━━━ Information supplied ━━━

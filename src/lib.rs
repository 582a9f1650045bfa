// Allow panic/unwrap/expect in tests (denied globally via Cargo.toml lints)
#![cfg_attr(
    test,
    allow(
        clippy::panic,
        clippy::unwrap_used,
        clippy::expect_used,
        clippy::panic_in_result_fn,
        clippy::unwrap_in_result,
        clippy::indexing_slicing
    )
)]

pub mod cli;
pub mod config;
pub mod export;
pub mod import;
pub mod logging;
pub mod store;
pub mod user;
pub mod utils;

// Re-export commonly used types
pub use config::{load_config, AdminConfig, ConfigError};
pub use export::{export_file, export_users, render_export, UserSnapshot};
pub use import::{import_file, import_users, ImportRecord, ImportSummary, ValidationReport};
pub use store::{
    FileStore, IdentityStore, MemoryStore, NewUser, Role, RoleSet, StoreError, StoreSession, User,
    UserId, UserLookup,
};
pub use user::{
    add_role, create_user, delete_user, find_user, remove_role, reset_password, CreateOutcome,
    CreateUserRequest, UserError,
};
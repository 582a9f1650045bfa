mod init;

pub use init::{init_logging, parse_level, parse_rotation};

use std::path::PathBuf;
use tracing::Level;
use tracing_appender::rolling::Rotation;

/// Log filename written inside the log directory
pub const LOG_FILENAME: &str = "identity-admin.log";

/// Configuration for the logging system.
pub struct LogConfig {
    /// Directory where log files will be written.
    pub log_dir: PathBuf,
    /// Default log level when `RUST_LOG` is not set.
    pub log_level: Level,
    pub json_format: bool,
    pub rotation: Rotation,
}

impl Default for LogConfig {
    fn default() -> Self {
        Self {
            log_dir: crate::utils::get_app_home().join("logs"),
            log_level: Level::INFO,
            json_format: false,
            rotation: Rotation::DAILY,
        }
    }
}

#[cfg(test)]
#[path = "../logging_tests.rs"]
mod logging_tests;
use super::*;
use crate::store::{
    IdentityStore, MemoryStore, NewUser, Role, StoreError, User, UserId, UserLookup,
};
use async_trait::async_trait;

/// Wraps a memory store and refuses every delete request
struct RefusingDeletes(MemoryStore);

#[async_trait]
impl IdentityStore for RefusingDeletes {
    async fn find_user(&self, lookup: &UserLookup) -> Result<Option<User>, StoreError> {
        self.0.find_user(lookup).await
    }
    async fn find_role(&self, name: &str) -> Result<Option<Role>, StoreError> {
        self.0.find_role(name).await
    }
    async fn add_user(&self, new_user: NewUser) -> Result<User, StoreError> {
        self.0.add_user(new_user).await
    }
    async fn update_user(&self, user: &User) -> Result<(), StoreError> {
        self.0.update_user(user).await
    }
    async fn delete_user(&self, _user: &User) -> Result<(), StoreError> {
        Err(StoreError::Rejected("delete refused".to_string()))
    }
    async fn reset_password(&self, id: UserId, secret: &str) -> Result<(), StoreError> {
        self.0.reset_password(id, secret).await
    }
    async fn list_users(&self) -> Result<Vec<User>, StoreError> {
        self.0.list_users().await
    }
    async fn list_roles(&self) -> Result<Vec<Role>, StoreError> {
        self.0.list_roles().await
    }
}

fn alee() -> NewUser {
    NewUser {
        username: "alee".to_string(),
        email: "a@x.com".to_string(),
        first_name: "Ann".to_string(),
        last_name: "Lee".to_string(),
        roles: vec!["Admin".to_string(), "Viewer".to_string()].into(),
        password: None,
    }
}

#[tokio::test]
async fn test_delete_user_removes_record() {
    let store = MemoryStore::with_roles(&["Admin", "Viewer"]);
    let user = store.add_user(alee()).await.unwrap();

    delete_user(&store, user).await.unwrap();

    assert!(list_users(&store).await.unwrap().is_empty());
}

#[tokio::test]
async fn test_failed_delete_leaves_user_without_roles() {
    let store = RefusingDeletes(MemoryStore::with_roles(&["Admin", "Viewer"]));
    let user = store.add_user(alee()).await.unwrap();

    let result = delete_user(&store, user).await;
    assert!(matches!(
        result,
        Err(UserError::Store(StoreError::Rejected(_)))
    ));

    let remaining = find_user(&store, &UserLookup::Username("alee".to_string()))
        .await
        .unwrap();
    assert!(remaining.roles.is_empty());
}

#[tokio::test]
async fn test_delete_unknown_user_fails_before_delete_phase() {
    let store = MemoryStore::with_roles(&["Admin", "Viewer"]);
    let user = store.add_user(alee()).await.unwrap();
    let ghost = User {
        id: UserId(42),
        ..user
    };

    let result = delete_user(&store, ghost).await;
    assert!(matches!(
        result,
        Err(UserError::Store(StoreError::UnknownUser(UserId(42))))
    ));
    assert_eq!(list_users(&store).await.unwrap().len(), 1);
}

━━━

In how many lines of the data above does the word "IdentityStore" occur? Only the number is wanted.

3